WHAT IS NEEDED ::
The answer must be every line of the records in which the string "await" appears.

::: RECORDS FOR PROCESSING

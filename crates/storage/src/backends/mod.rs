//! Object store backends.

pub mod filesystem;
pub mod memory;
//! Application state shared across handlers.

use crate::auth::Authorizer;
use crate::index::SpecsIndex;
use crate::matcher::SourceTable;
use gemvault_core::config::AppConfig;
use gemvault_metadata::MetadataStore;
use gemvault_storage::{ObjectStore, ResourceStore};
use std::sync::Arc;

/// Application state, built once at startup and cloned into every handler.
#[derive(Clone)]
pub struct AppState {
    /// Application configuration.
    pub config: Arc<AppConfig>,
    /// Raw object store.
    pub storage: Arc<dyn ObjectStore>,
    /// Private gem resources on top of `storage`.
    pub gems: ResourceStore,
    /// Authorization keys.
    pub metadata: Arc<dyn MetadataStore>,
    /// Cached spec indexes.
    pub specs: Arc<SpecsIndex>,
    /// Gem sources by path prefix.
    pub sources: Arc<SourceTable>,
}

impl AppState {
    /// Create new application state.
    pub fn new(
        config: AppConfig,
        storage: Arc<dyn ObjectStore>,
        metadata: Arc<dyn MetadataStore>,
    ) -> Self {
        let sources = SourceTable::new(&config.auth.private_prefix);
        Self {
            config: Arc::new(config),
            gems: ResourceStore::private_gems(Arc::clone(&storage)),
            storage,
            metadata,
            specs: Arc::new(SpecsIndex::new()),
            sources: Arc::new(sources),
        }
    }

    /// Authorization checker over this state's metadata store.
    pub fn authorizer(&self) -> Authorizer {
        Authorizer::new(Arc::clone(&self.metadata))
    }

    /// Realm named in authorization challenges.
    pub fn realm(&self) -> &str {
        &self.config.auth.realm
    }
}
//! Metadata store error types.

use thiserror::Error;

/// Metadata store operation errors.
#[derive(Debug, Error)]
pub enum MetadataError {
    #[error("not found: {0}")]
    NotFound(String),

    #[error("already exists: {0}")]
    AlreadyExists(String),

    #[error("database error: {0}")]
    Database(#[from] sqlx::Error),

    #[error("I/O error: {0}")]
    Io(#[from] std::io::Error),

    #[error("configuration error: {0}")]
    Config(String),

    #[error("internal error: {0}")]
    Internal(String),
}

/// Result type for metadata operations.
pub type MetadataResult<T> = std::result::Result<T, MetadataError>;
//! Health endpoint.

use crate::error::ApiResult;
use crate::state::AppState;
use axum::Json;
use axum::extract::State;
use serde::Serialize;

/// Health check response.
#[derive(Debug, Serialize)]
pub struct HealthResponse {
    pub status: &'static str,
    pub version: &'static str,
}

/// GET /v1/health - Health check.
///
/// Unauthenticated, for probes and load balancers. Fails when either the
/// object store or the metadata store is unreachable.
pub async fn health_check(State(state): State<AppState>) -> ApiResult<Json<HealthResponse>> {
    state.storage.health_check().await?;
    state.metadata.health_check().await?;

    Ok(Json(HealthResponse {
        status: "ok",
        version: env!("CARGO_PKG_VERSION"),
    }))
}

::::::

EXERCISE ANSWER ::
    state.storage.health_check().await?;
    state.metadata.health_check().await?;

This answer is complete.